In dem 236 seitigem Werk schildert der 66-Jährige das Schicksal der ehemaligen Zwangsarbeiterin Angela Pawlowska, kurz Aja genannt, die bittere Erlebnisse aus verschiedenen Lebenssituationen noch einmal rekapituliert. Da war zunächst ihre Kindheit im Russland der Stalinzeit, danach die Verschleppung nach Deutschland und die schwierige Zeit als Zwangsarbeiterin im Nationalsozialismus und als letztes schließlich die heutige Zeit und die dramatische Wiederkehr nach Deutschland.

Die Idee für das Buch hatte der Autor bereits vor Jahren. „Das war als ich noch Beirat im Stadtarchiv war“, erinnert sich Breimann. Damals sei etwas Entscheidendes passiert, was ihn nicht mehr los ließ: „Ich weiß noch ganz genau, wie ich einen Brief von einer älteren Dame aus Russland bekam“, meint der Rheinfelder. In diesem hätte sie um die Hilfe der Stadt Dormagen gebeten. „Sie war während des Zweiten Weltkriegs in Dormagen als Zwangsarbeiterin tätig“, weiß der Schriftsteller.

Da die Frau heute auf die Rentenzahlungen des russischen Staates angewiesen sei, bat sie um die Bescheinigung der Stadt, dass sie mehrer Jahre in Deutschland zwangsweise gearbeitet hat. „Das war jedoch nicht der Punkt, der mich so schockiert hat – schließlich gab es zu der besagten Zeit mehrere hundert oder gar tausend Zwangsarbeiter in Dormagen – sondern, dass diese Frau damals erst elf Jahre alt war“, meint Breimann. „Das geht einem schon unter die Haut“, so der frühere Bayer-Mitarbeiter und CDU-Politiker, der seit 1994 schriftstellerisch tätig ist. Das war jedoch der ausschlaggebende Grund – nicht nur für den Roman – sondern auch für die Erfindung der Hauptprotagonistin Aja, die ebenfalls bei ihrer Verschleppung elf Jahre alt ist.

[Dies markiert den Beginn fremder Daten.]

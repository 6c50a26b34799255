use std::sync::LazyLock;

use super::poly::GFPoly;
use crate::common::error::{BarcodeError, BarcodeResult};

// Galois field GF(256)
//------------------------------------------------------------------------------

/// Arithmetic in GF(2^8) for a given primitive polynomial, using exponent and logarithm
/// tables. `generator_base` is the power of alpha at which the code generator's roots start.
#[derive(Debug)]
pub struct GenericGF {
    exp_table: [u8; 256],
    log_table: [u8; 256],
    primitive: u32,
    generator_base: usize,
}

/// x^8 + x^4 + x^3 + x^2 + 1, used by QR codes
pub static QR_CODE_FIELD_256: LazyLock<GenericGF> = LazyLock::new(|| GenericGF::new(0x011d, 0));

/// x^8 + x^5 + x^3 + x^2 + 1, used by Data Matrix
pub static DATA_MATRIX_FIELD_256: LazyLock<GenericGF> =
    LazyLock::new(|| GenericGF::new(0x012d, 1));

impl GenericGF {
    pub const SIZE: usize = 256;

    pub fn new(primitive: u32, generator_base: usize) -> Self {
        let mut exp_table = [0u8; 256];
        let mut log_table = [0u8; 256];
        let mut x = 1u32;
        for e in exp_table.iter_mut() {
            *e = x as u8;
            x <<= 1;
            if x >= Self::SIZE as u32 {
                x ^= primitive;
                x &= Self::SIZE as u32 - 1;
            }
        }
        for i in 0..Self::SIZE - 1 {
            log_table[exp_table[i] as usize] = i as u8;
        }
        // log_table[0] stays 0 but is never read
        Self { exp_table, log_table, primitive, generator_base }
    }

    pub fn primitive(&self) -> u32 {
        self.primitive
    }

    pub fn generator_base(&self) -> usize {
        self.generator_base
    }

    pub fn zero(&'static self) -> GFPoly {
        GFPoly::zero(self)
    }

    pub fn one(&'static self) -> GFPoly {
        GFPoly::one(self)
    }

    /// Polynomial of the form coefficient * x^degree
    pub fn build_monomial(&'static self, degree: usize, coefficient: u8) -> GFPoly {
        if coefficient == 0 {
            return self.zero();
        }
        let mut coefficients = vec![0u8; degree + 1];
        coefficients[0] = coefficient;
        GFPoly::normalized(self, coefficients)
    }

    /// Addition and subtraction are the same in GF(2^n)
    #[inline]
    pub fn add_or_subtract(a: u8, b: u8) -> u8 {
        a ^ b
    }

    /// 2 to the power of `a`
    #[inline]
    pub fn exp(&self, a: usize) -> u8 {
        self.exp_table[a % (Self::SIZE - 1)]
    }

    /// Base 2 logarithm of `a`
    pub fn log(&self, a: u8) -> BarcodeResult<usize> {
        if a == 0 {
            return Err(BarcodeError::Arithmetic("Log of zero"));
        }
        Ok(self.log_table[a as usize] as usize)
    }

    /// Multiplicative inverse of `a`
    pub fn inverse(&self, a: u8) -> BarcodeResult<u8> {
        if a == 0 {
            return Err(BarcodeError::Arithmetic("Inverse of zero"));
        }
        Ok(self.exp_table[Self::SIZE - 1 - self.log_table[a as usize] as usize])
    }

    #[inline]
    pub fn multiply(&self, a: u8, b: u8) -> u8 {
        if a == 0 || b == 0 {
            return 0;
        }
        let sum = self.log_table[a as usize] as usize + self.log_table[b as usize] as usize;
        self.exp_table[sum % (Self::SIZE - 1)]
    }
}

#[cfg(test)]
mod galois_tests {
    use super::{GenericGF, DATA_MATRIX_FIELD_256, QR_CODE_FIELD_256};
    use test_case::test_case;

    #[test]
    fn test_exp_log_identity() {
        for field in [&*QR_CODE_FIELD_256, &*DATA_MATRIX_FIELD_256] {
            for a in 1..=255u8 {
                assert_eq!(field.exp(field.log(a).unwrap()), a);
            }
            for i in 0..255 {
                assert_eq!(field.log(field.exp(i)).unwrap(), i);
            }
        }
    }

    #[test]
    fn test_inverse() {
        for a in 1..=255u8 {
            let inv = QR_CODE_FIELD_256.inverse(a).unwrap();
            assert_eq!(QR_CODE_FIELD_256.multiply(a, inv), 1);
        }
    }

    #[test]
    fn test_zero_is_rejected() {
        assert!(QR_CODE_FIELD_256.log(0).is_err());
        assert!(QR_CODE_FIELD_256.inverse(0).is_err());
    }

    #[test_case(0, 7, 0)]
    #[test_case(1, 7, 7)]
    #[test_case(2, 0x80, 0x1d)]
    #[test_case(3, 3, 5)]
    fn test_multiply(a: u8, b: u8, exp: u8) {
        assert_eq!(QR_CODE_FIELD_256.multiply(a, b), exp);
        assert_eq!(QR_CODE_FIELD_256.multiply(b, a), exp);
    }

    #[test]
    fn test_add_or_subtract() {
        assert_eq!(GenericGF::add_or_subtract(0b1010, 0b0110), 0b1100);
    }

    #[test]
    fn test_build_monomial() {
        let m = QR_CODE_FIELD_256.build_monomial(3, 5);
        assert_eq!(m.degree(), 3);
        assert_eq!(m.coefficient(3), 5);
        assert!(QR_CODE_FIELD_256.build_monomial(3, 0).is_zero());
    }
}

Dem 66-Jährigen Autor ist es in diesem Werk wichtig zu zeigen, dass die Stalinzeit und der Nationalsozialismus vernichtende Systeme darstellten, die in einigen Menschen teilweise immer noch weiterleben. „Es ist im Prinzip egal wie die Orte in meinem Roman heißen, das was dort beschrieben wird, kann überall stattgefunden haben“, erklärt Breimann, der oft darauf angesprochen wird, ob es sich bei der kleinen rheinischen Stadt um Dormagen handelt. Seine Antwort lautet dann stets: „Warum nicht?“ Festlegen will er sich jedoch nicht. „Die Geschichte kann hier, sie kann aber auch in jeder anderen Stadt passiert sein“, gibt sich der Schriftsteller geheimnisvoll.

Das Schlimme sei jedoch, dass diese Geschichten vergessen werden, während der Fremdenhass auch heute noch in den Köpfen einiger Menschen existiert. Davor sei laut Eduard Breimann auch Dormagen – die kleine Stadt am Rhein- nicht geschützt. So ärgert es den Schriftsteller, dass jährlich den gefallenen Soldaten am Mahnmal gedacht wird und die toten Zwangsarbeiter keine Würdigung bekommen. „Das ist eine traurige Tatsache, die oft einfach vergessen wird“, meint der Rheinfelder und macht einen Anfang gegen dieses Vergessen mit seinem ergreifenden Roman.

Der Schriftsteller plant bereits weitere Werke, die bald dem Buch „Das fremde Land“ folgen sollen. Wie von Eduard Breimann bekannt, werden sich auch diese mit problematischen Themen befassen. Es darf also noch mit viel aus der Feder des Autors gerechnet werden.

Einen Einblick in sein aktuelles Werk gewährt der Autor während einer Lesung am 23. März, um 20 Uhr in der Buchhandlung Seitenweise.

Eduard Breimann “Das fremde Land“, Universal Frame Verlag, 26.80 Euro.